Brexit : pas de panique pour la direction d’Eurotunnel

Le 24 juin, du fait des résultats du référendum britannique sur l’Union européenne, l’action Eurotunnel chutait de 14 % en dessous du cours du 23 juin, avant de se stabiliser à un cours comparable à celui de l’hiver dernier. A 8h30 (heure française), Eurotunnel avait cependant publié un communiqué au ton très rassurant.

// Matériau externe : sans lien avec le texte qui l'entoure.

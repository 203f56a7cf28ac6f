/// Evaluate an expression, logging its wall time at debug level.
macro_rules! profile(
  ($title: expr, $expr: expr) => {{
    let t0 = std::time::Instant::now();
    let ret = $expr;
    log::debug!("{} profile: {}ms", $title, t0.elapsed().as_millis());
    ret
  }}
);

pub(crate) use profile;

/// Number of whole pixels covered by a disk, `⌊πr²⌋`.
pub fn disk_area(radius: u32) -> u64 {
  (std::f64::consts::PI * (radius as f64).powi(2)) as u64
}
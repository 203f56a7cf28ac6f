//! .
//!
//! The origin of coordinate system is in top-left corner. Circles are tested by sampling a
//! sparse set of points on their edge, see [`boundary_offsets`].

use {
  euclid::{Point2D, Vector2D as V2, Size2D, Box2D},
  std::f64::consts::FRAC_PI_2
};

pub mod shapes;
pub use shapes::*;

#[cfg(test)] mod tests;

/// Pixel coordinate basis
#[derive(Debug, Copy, Clone, PartialEq, Eq, Hash)]
pub struct PixelSpace;

pub type Point = Point2D<u32, PixelSpace>;
/// A point which may lie outside of the image.
pub type SignedPoint = Point2D<i64, PixelSpace>;
pub type Offset = V2<i32, PixelSpace>;
pub type Size = Size2D<u32, PixelSpace>;

pub trait BoundingBox<T, S> {
  fn bounding_box(&self) -> Box2D<T, S>;
}

/// Edge samples of a circle, relative to its center.
///
/// One quadrant is walked in `(radius + 1) * density` equal angular steps, taking every
/// `radius_step`-th of them, and each sample is mirrored into the other three quadrants.
/// The sampling is sparse: a divergent pixel lying between two samples goes unnoticed.
/// `density = 1` is the reference sampling; results of denser settings are not comparable
/// with it.
///
/// Every component of every offset is within `[-radius, radius]`.
pub fn boundary_offsets(radius: u32, radius_step: u32, density: u32) -> Vec<Offset> {
  edge_offsets(radius, 0, radius_step, density)
}

/// Like [`boundary_offsets`], but the samples lie `margin` pixels beyond the edge.
///
/// With `margin = 1` a circle is tested just outside of the pixels it claims. Such a circle
/// is no longer decided by the pixels within `center ± radius` alone.
pub fn edge_offsets(radius: u32, margin: u32, radius_step: u32, density: u32) -> Vec<Offset> {
  if radius <= 1 {
    return vec![];
  }
  let steps = (radius + 1) * density.max(1);
  let angle = FRAC_PI_2 / steps as f64;
  let r = (radius + margin) as f64;

  (1..=steps)
    .step_by(radius_step.max(1) as usize)
    .map(|k| {
      let (sin, cos) = (k as f64 * angle).sin_cos();
      ((r * cos).round() as i32, (r * sin).round() as i32)
    })
    .flat_map(|(x, y)| [
      Offset::new(x, y),
      Offset::new(x, -y),
      Offset::new(-x, y),
      Offset::new(-x, -y),
    ])
    .collect()
}

/// Boundary offsets for every radius up to `max_radius`, computed once per round.
#[derive(Debug, Clone)]
pub struct BoundaryTable {
  offsets: Vec<Vec<Offset>>
}

impl BoundaryTable {
  pub fn new(max_radius: u32, margin: u32, radius_step: u32, density: u32) -> Self {
    Self {
      offsets: (0..=max_radius)
        .map(|radius| edge_offsets(radius, margin, radius_step, density))
        .collect()
    }
  }

  pub fn max_radius(&self) -> u32 {
    self.offsets.len() as u32 - 1
  }

  pub fn get(&self, radius: u32) -> Option<&[Offset]> {
    self.offsets.get(radius as usize).map(Vec::as_slice)
  }
}

pub fn in_bounds(point: SignedPoint, size: Size) -> bool {
  point.x >= 0 && point.y >= 0 &&
  point.x < size.width as i64 && point.y < size.height as i64
}

/// `center + offset`, if it lands on the image.
pub fn offset_point(center: Point, offset: Offset, size: Size) -> Option<Point> {
  let point = center.to_i64() + offset.to_i64();
  in_bounds(point, size).then(|| point.to_u32())
}

/// Whether `center ± radius` lies within `[0, width] × [0, height]`.
pub fn circle_fits_bounds(center: Point, radius: u32, size: Size) -> bool {
  let bounds = Circle { center, radius }.bounding_box();
  bounds.min.x >= 0 && bounds.min.y >= 0 &&
  bounds.max.x <= size.width as i64 && bounds.max.y <= size.height as i64
}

Le communiqué trouvait même un avantage à la nouvelle situation : « Une baisse de la livre sterling ferait baisser le montant de la dette du Groupe dans cette monnaie, augmenterait les coûts des concurrents maritimes et pourrait soutenir les exportations britanniques, ce qui compenserait les éventuels effets négatifs. » De fait, la livre sterling perdait de l’ordre de 10 % de sa valeur par rapport au dollar dès les premières heures du 24 juin, avant de se reprendre.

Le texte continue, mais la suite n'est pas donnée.